A 36-KILODALTON CELLULAR TRANSCRIPTION FACTOR MEDIATES AN INDIRECT INTERACTION OF HUMAN T-CELL LEUKEMIA LYMPHOMA VIRUS TYPE-I TAX1 WITH A RESPONSIVE ELEMENT IN THE VIRAL LONG TERMINAL REPEAT

The human T-cell leukemia/lymphoma virus type I (HTLV-I) trans activator, TAX1, interacts indirectly with a TAX1,-responsive element, TRE-2, located at positions -117 to -163 in the viral long terminal repeat. This report describes the characterization of a 36-kilodalton (kDa) protein identified in HeLa nuclear extract which mediates the interaction of TAX1 with TRE-2. Purification of the protein was achieved by zinc chelate chromatography and preparative sodium dodecyl sulfate-polyacrylamide gel electrophoresis. The renatured 36-kDa protein bound specifically to a TRE-2 oligonucleotide but not to nonfunctional base substitution mutant probes in a gel retardation assay.
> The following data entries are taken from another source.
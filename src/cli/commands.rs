//! CLI command definitions using clap, plus the shell's line grammar

use clap::{Parser, Subcommand};
use std::path::PathBuf;
use std::str::FromStr;
use thiserror::Error;

/// In-memory task list with a terminal shell and a JSON event protocol
#[derive(Parser, Debug)]
#[command(name = "tasklist")]
#[command(author, version, about, long_about = None)]
pub struct Cli {
    /// Config file (defaults to <data dir>/config.yaml)
    #[arg(short, long, global = true)]
    pub config: Option<PathBuf>,

    /// Directory for config.yaml and storage.json
    #[arg(long, global = true)]
    pub data_dir: Option<PathBuf>,

    /// Do not write the last added task to storage.json
    #[arg(long, global = true)]
    pub no_persist: bool,

    #[command(subcommand)]
    pub command: Option<Commands>,
}

#[derive(Subcommand, Debug, Clone, PartialEq, Eq)]
pub enum Commands {
    /// Interactive task list (default)
    Shell,

    /// Speak the JSON-lines event protocol on stdin/stdout
    Events,

    /// Print a greeting
    Greet {
        /// Name to greet
        name: String,

        /// Greet as an already logged-in user
        #[arg(short, long)]
        logged_in: bool,
    },

    /// Print the effective configuration as YAML
    Config,
}

/// Errors from parsing a shell line
#[derive(Debug, Error, PartialEq, Eq)]
pub enum ShellError {
    #[error("Unknown command: {0}. Type 'help' for a list of commands.")]
    UnknownCommand(String),
    #[error("Expected a task number, got '{0}'")]
    InvalidPosition(String),
    #[error("Missing task number for '{0}'")]
    MissingPosition(String),
}

/// One line typed into the shell.
///
/// Positions are 1-based, as shown in the task table.
#[derive(Debug, Clone, PartialEq, Eq)]
pub enum ShellCommand {
    /// Raw text, untrimmed; the store decides whether it is blank
    Add(String),
    Remove(usize),
    Toggle(usize),
    List,
    Help,
    Quit,
    Empty,
}

impl FromStr for ShellCommand {
    type Err = ShellError;

    fn from_str(line: &str) -> Result<Self, Self::Err> {
        let line = line.trim_start();
        let (verb, rest) = match line.split_once(char::is_whitespace) {
            Some((verb, rest)) => (verb, rest),
            None => (line.trim_end(), ""),
        };

        match verb.to_lowercase().as_str() {
            "" => Ok(ShellCommand::Empty),
            "add" | "a" => Ok(ShellCommand::Add(rest.to_string())),
            "remove" | "rm" | "delete" | "del" => {
                parse_position(verb, rest).map(ShellCommand::Remove)
            }
            "toggle" | "done" | "t" => parse_position(verb, rest).map(ShellCommand::Toggle),
            "list" | "ls" => Ok(ShellCommand::List),
            "help" | "?" => Ok(ShellCommand::Help),
            "quit" | "exit" | "q" => Ok(ShellCommand::Quit),
            _ => Err(ShellError::UnknownCommand(verb.to_string())),
        }
    }
}

fn parse_position(verb: &str, rest: &str) -> Result<usize, ShellError> {
    let arg = rest.trim();
    if arg.is_empty() {
        return Err(ShellError::MissingPosition(verb.to_string()));
    }
    arg.parse()
        .map_err(|_| ShellError::InvalidPosition(arg.to_string()))
}

#[cfg(test)]
mod tests {
    use super::*;

    #[test]
    fn test_parse_add_keeps_raw_text() {
        assert_eq!(
            "add Buy milk".parse::<ShellCommand>().unwrap(),
            ShellCommand::Add("Buy milk".to_string())
        );
        assert_eq!(
            "a   spaced  ".parse::<ShellCommand>().unwrap(),
            ShellCommand::Add("  spaced  ".to_string())
        );
        assert_eq!(
            "add".parse::<ShellCommand>().unwrap(),
            ShellCommand::Add(String::new())
        );
    }

    #[test]
    fn test_parse_positions() {
        assert_eq!(
            "rm 2".parse::<ShellCommand>().unwrap(),
            ShellCommand::Remove(2)
        );
        assert_eq!(
            "DELETE 1".parse::<ShellCommand>().unwrap(),
            ShellCommand::Remove(1)
        );
        assert_eq!(
            "done 3 ".parse::<ShellCommand>().unwrap(),
            ShellCommand::Toggle(3)
        );
    }

    #[test]
    fn test_parse_position_errors() {
        assert_eq!(
            "rm".parse::<ShellCommand>(),
            Err(ShellError::MissingPosition("rm".to_string()))
        );
        assert_eq!(
            "rm x".parse::<ShellCommand>(),
            Err(ShellError::InvalidPosition("x".to_string()))
        );
        assert_eq!(
            "toggle -1".parse::<ShellCommand>(),
            Err(ShellError::InvalidPosition("-1".to_string()))
        );
    }

    #[test]
    fn test_parse_simple_commands() {
        assert_eq!("ls".parse::<ShellCommand>().unwrap(), ShellCommand::List);
        assert_eq!("help".parse::<ShellCommand>().unwrap(), ShellCommand::Help);
        assert_eq!("exit".parse::<ShellCommand>().unwrap(), ShellCommand::Quit);
        assert_eq!("   ".parse::<ShellCommand>().unwrap(), ShellCommand::Empty);
        assert!(matches!(
            "frobnicate".parse::<ShellCommand>(),
            Err(ShellError::UnknownCommand(_))
        ));
    }

    #[test]
    fn test_cli_parses_subcommands() {
        let cli = Cli::try_parse_from(["tasklist", "greet", "Ada", "--logged-in"]).unwrap();
        assert_eq!(
            cli.command,
            Some(Commands::Greet {
                name: "Ada".to_string(),
                logged_in: true,
            })
        );

        let cli = Cli::try_parse_from(["tasklist", "--no-persist"]).unwrap();
        assert!(cli.no_persist);
        assert!(cli.command.is_none());
    }
}
//! Ordered in-memory task list with change notification

use crate::models::Task;
use std::fmt;

/// Result of a mutating call on the store.
///
/// Invalid input never raises an error; it degrades to `NoOp`.
#[derive(Debug, Clone, Copy, PartialEq, Eq)]
pub enum Change {
    Applied,
    NoOp,
}

impl Change {
    pub fn is_applied(self) -> bool {
        self == Change::Applied
    }
}

/// What happened to the list
#[derive(Debug, Clone, PartialEq, Eq)]
pub enum ChangeKind {
    Added { index: usize },
    Removed { index: usize, task: Task },
    Toggled { index: usize },
}

/// Notification delivered to observers after every applied mutation
#[derive(Debug, Clone, Copy)]
pub struct TaskListChange<'a> {
    pub kind: &'a ChangeKind,
    /// The full ordered sequence after the mutation
    pub tasks: &'a [Task],
}

impl TaskListChange<'_> {
    /// Text of every task, in display order
    pub fn texts(&self) -> Vec<&str> {
        self.tasks.iter().map(|t| t.text.as_str()).collect()
    }
}

/// Receives the resulting sequence after each applied mutation
pub trait TaskListObserver {
    fn on_change(&mut self, change: &TaskListChange<'_>);
}

impl<F> TaskListObserver for F
where
    F: FnMut(&TaskListChange<'_>),
{
    fn on_change(&mut self, change: &TaskListChange<'_>) {
        self(change)
    }
}

/// Handle returned by [`TaskListStore::subscribe`]
#[derive(Debug, Clone, Copy, PartialEq, Eq, Hash)]
pub struct SubscriptionId(u64);

/// Owns the ordered task collection and enforces its invariants:
///
/// - no task is inserted with empty or whitespace-only text
/// - removal is stable: later tasks shift down by one
/// - duplicates are distinct entries and there is no size limit
pub struct TaskListStore {
    tasks: Vec<Task>,
    observers: Vec<(SubscriptionId, Box<dyn TaskListObserver>)>,
    next_subscription: u64,
}

impl TaskListStore {
    /// Create an empty store
    pub fn new() -> Self {
        TaskListStore {
            tasks: Vec::new(),
            observers: Vec::new(),
            next_subscription: 0,
        }
    }

    /// Append the trimmed `text` to the end of the list.
    ///
    /// Blank input is a no-op and observers are not notified.
    pub fn add(&mut self, text: &str) -> Change {
        let Some(task) = Task::from_input(text) else {
            log::debug!("Ignoring blank task input");
            return Change::NoOp;
        };

        log::debug!("Adding task #{}: {}", self.tasks.len(), task.text);
        self.tasks.push(task);
        self.notify(ChangeKind::Added {
            index: self.tasks.len() - 1,
        });
        Change::Applied
    }

    /// Remove the task at `index`, preserving the order of the rest.
    ///
    /// An index outside `[0, len)` is a no-op.
    pub fn remove_at(&mut self, index: usize) -> Change {
        if index >= self.tasks.len() {
            log::debug!(
                "Ignoring removal at {} (list has {} tasks)",
                index,
                self.tasks.len()
            );
            return Change::NoOp;
        }

        let task = self.tasks.remove(index);
        log::debug!("Removed task #{}: {}", index, task.text);
        self.notify(ChangeKind::Removed { index, task });
        Change::Applied
    }

    /// Flip the completed flag of the task at `index`
    pub fn toggle_completed(&mut self, index: usize) -> Change {
        let Some(task) = self.tasks.get_mut(index) else {
            return Change::NoOp;
        };

        task.toggle();
        self.notify(ChangeKind::Toggled { index });
        Change::Applied
    }

    /// True only when the list holds no tasks
    pub fn is_empty(&self) -> bool {
        self.tasks.is_empty()
    }

    pub fn len(&self) -> usize {
        self.tasks.len()
    }

    pub fn get(&self, index: usize) -> Option<&Task> {
        self.tasks.get(index)
    }

    /// All tasks in display order
    pub fn tasks(&self) -> &[Task] {
        &self.tasks
    }

    /// Text of every task, in display order
    pub fn texts(&self) -> Vec<&str> {
        self.tasks.iter().map(|t| t.text.as_str()).collect()
    }

    /// Register an observer; it is called after every applied mutation,
    /// in subscription order.
    pub fn subscribe(&mut self, observer: impl TaskListObserver + 'static) -> SubscriptionId {
        let id = SubscriptionId(self.next_subscription);
        self.next_subscription += 1;
        self.observers.push((id, Box::new(observer)));
        id
    }

    /// Drop an observer. Returns false if it was not subscribed.
    pub fn unsubscribe(&mut self, id: SubscriptionId) -> bool {
        let before = self.observers.len();
        self.observers.retain(|(sub, _)| *sub != id);
        self.observers.len() != before
    }

    /// Number of subscribed observers
    pub fn observer_count(&self) -> usize {
        self.observers.len()
    }

    fn notify(&mut self, kind: ChangeKind) {
        let change = TaskListChange {
            kind: &kind,
            tasks: &self.tasks,
        };
        for (_, observer) in &mut self.observers {
            observer.on_change(&change);
        }
    }
}

impl Default for TaskListStore {
    fn default() -> Self {
        Self::new()
    }
}

impl fmt::Debug for TaskListStore {
    fn fmt(&self, f: &mut fmt::Formatter<'_>) -> fmt::Result {
        f.debug_struct("TaskListStore")
            .field("tasks", &self.tasks)
            .field("observers", &self.observers.len())
            .finish()
    }
}
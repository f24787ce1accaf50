//! tasklist event server

use clap::Parser;
use std::path::PathBuf;
use tasklist::protocol::{EventServer, run_event_server};
use tasklist::{Session, SessionOptions};

/// tasklist event server - JSON-lines task list protocol on stdio
#[derive(Parser, Debug)]
#[command(name = "tasklist-events")]
#[command(author, version, about, long_about = None)]
struct Args {
    /// Config file (defaults to <data dir>/config.yaml)
    #[arg(short, long)]
    config: Option<PathBuf>,

    /// Directory for config.yaml and storage.json
    #[arg(long)]
    data_dir: Option<PathBuf>,

    /// Do not write the last added task to storage.json
    #[arg(long)]
    no_persist: bool,
}

#[tokio::main(flavor = "current_thread")]
async fn main() -> anyhow::Result<()> {
    // stderr only; stdout carries the protocol
    env_logger::Builder::from_env(env_logger::Env::default().default_filter_or("warn"))
        .target(env_logger::Target::Stderr)
        .init();

    let args = Args::parse();
    let session = Session::open(&SessionOptions {
        config: args.config,
        data_dir: args.data_dir,
        no_persist: args.no_persist,
    })?;

    run_event_server(
        EventServer::new(session),
        tokio::io::BufReader::new(tokio::io::stdin()),
        tokio::io::stdout(),
    )
    .await?;

    Ok(())
}
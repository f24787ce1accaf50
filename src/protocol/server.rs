//! JSON-lines event server
//!
//! Reads one [`InputEvent`] per line, applies it to the session and writes
//! one [`OutputEvent`] per line for every change the store broadcasts.
//! Each line is handled to completion before the next is read.

use crate::protocol::events::{InputEvent, OutputEvent};
use crate::session::Session;
use crate::store::TaskListChange;
use thiserror::Error;
use tokio::io::{AsyncBufRead, AsyncBufReadExt, AsyncWrite, AsyncWriteExt};
use tokio::sync::mpsc::{self, UnboundedReceiver};

/// Errors that end the event loop
#[derive(Debug, Error)]
pub enum ProtocolError {
    #[error("IO error: {0}")]
    Io(#[from] std::io::Error),
    #[error("Failed to encode event: {0}")]
    Encode(#[from] serde_json::Error),
}

/// Session wrapped for the event protocol
#[derive(Debug)]
pub struct EventServer {
    session: Session,
    outbox: UnboundedReceiver<OutputEvent>,
}

impl EventServer {
    pub fn new(mut session: Session) -> Self {
        let (tx, outbox) = mpsc::unbounded_channel();
        session.subscribe(move |change: &TaskListChange<'_>| {
            // Receiver lives as long as the server; a failed send means it
            // is shutting down.
            let _ = tx.send(OutputEvent::changed(change));
        });

        EventServer { session, outbox }
    }

    pub fn session(&self) -> &Session {
        &self.session
    }

    /// Handle one protocol line and return the events to emit.
    ///
    /// No-ops produce no events.
    pub fn handle_line(&mut self, line: &str) -> Vec<OutputEvent> {
        let event = match serde_json::from_str::<InputEvent>(line) {
            Ok(event) => event,
            Err(e) => {
                log::warn!("Rejected protocol line: {}", e);
                return vec![OutputEvent::error(format!("Parse error: {}", e))];
            }
        };

        self.handle_event(event)
    }

    pub fn handle_event(&mut self, event: InputEvent) -> Vec<OutputEvent> {
        log::debug!("Handling {:?}", event);

        match event {
            InputEvent::Submit { text } => {
                self.session.submit_text(&text);
            }
            InputEvent::Input { text } => self.session.set_input(text),
            InputEvent::SubmitInput => {
                self.session.submit();
            }
            InputEvent::Remove { index } => {
                self.session.remove(index);
            }
            InputEvent::Toggle { index } => {
                self.session.toggle(index);
            }
            InputEvent::Dismiss { index } => {
                self.session.dismiss(index);
            }
            InputEvent::Snapshot => return vec![OutputEvent::snapshot(&self.session)],
        }

        let mut events = Vec::new();
        while let Ok(event) = self.outbox.try_recv() {
            events.push(event);
        }
        events
    }
}

/// Run the event loop until `input` reaches EOF.
///
/// A snapshot is written first so the renderer can draw the empty state.
pub async fn run_event_server<R, W>(
    mut server: EventServer,
    input: R,
    mut output: W,
) -> Result<(), ProtocolError>
where
    R: AsyncBufRead + Unpin,
    W: AsyncWrite + Unpin,
{
    write_event(&mut output, &OutputEvent::snapshot(server.session())).await?;

    let mut lines = input.lines();
    while let Some(line) = lines.next_line().await? {
        let trimmed = line.trim();
        if trimmed.is_empty() {
            continue;
        }

        for event in server.handle_line(trimmed) {
            write_event(&mut output, &event).await?;
        }
    }

    log::info!(
        "Input closed; session ended with {} tasks",
        server.session().store().len()
    );
    Ok(())
}

async fn write_event<W>(output: &mut W, event: &OutputEvent) -> Result<(), ProtocolError>
where
    W: AsyncWrite + Unpin,
{
    let json = serde_json::to_string(event)?;
    output.write_all(json.as_bytes()).await?;
    output.write_all(b"\n").await?;
    output.flush().await?;
    Ok(())
}
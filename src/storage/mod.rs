//! Optional best-effort persistence

pub mod kv_store;
pub mod location;
pub mod shim;

pub use kv_store::{FileKvStore, KeyValueStore, MemoryKvStore, StorageError, StoredValue};
pub use location::{DataLocation, DataLocationError};
pub use shim::{DEFAULT_STORAGE_KEY, PersistenceShim};
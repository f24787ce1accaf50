//! tasklist CLI - interactive in-memory task list

use anyhow::Result;
use clap::Parser;
use std::io::{self, Write};
use tasklist::cli::display::{error, greeting, success};
use tasklist::cli::{Cli, Commands, run_shell};
use tasklist::protocol::{EventServer, run_event_server};
use tasklist::{Session, SessionOptions};

fn main() -> Result<()> {
    env_logger::Builder::from_env(env_logger::Env::default().default_filter_or("info"))
        .format(|buf, record| writeln!(buf, "{}", record.args()))
        .init();

    let cli = Cli::parse();

    let result = run(cli);

    if let Err(e) = &result {
        error(&e.to_string());
        std::process::exit(1);
    }

    Ok(())
}

fn run(cli: Cli) -> Result<()> {
    let options = SessionOptions {
        config: cli.config,
        data_dir: cli.data_dir,
        no_persist: cli.no_persist,
    };

    match cli.command.unwrap_or(Commands::Shell) {
        Commands::Shell => {
            let mut session = Session::open(&options)?;
            let stdin = io::stdin();
            run_shell(&mut session, stdin.lock(), io::stdout())?;
        }

        Commands::Events => {
            let session = Session::open(&options)?;
            let runtime = tokio::runtime::Builder::new_current_thread()
                .enable_all()
                .build()?;

            runtime.block_on(run_event_server(
                EventServer::new(session),
                tokio::io::BufReader::new(tokio::io::stdin()),
                tokio::io::stdout(),
            ))?;
        }

        Commands::Greet { name, logged_in } => {
            success(&greeting(&name, logged_in));
        }

        Commands::Config => {
            let session = Session::open(&SessionOptions {
                no_persist: true,
                ..options
            })?;
            print!("{}", serde_yaml::to_string(session.config())?);
        }
    }

    Ok(())
}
Renatured proteins of differing molecular weights were unable to form this complex. In addition, the 36-kDa protein specifically activated transcription from the HTLV-I promoter in vitro. Purified TAX1 protein formed a complex with the TRE-2 oligonucleotide in the presence of the 36-kDa protein, suggesting that indirect interaction of TAX1 with the viral long terminal repeat may be one of the mechanisms by which HTLV-I transcription is regulated.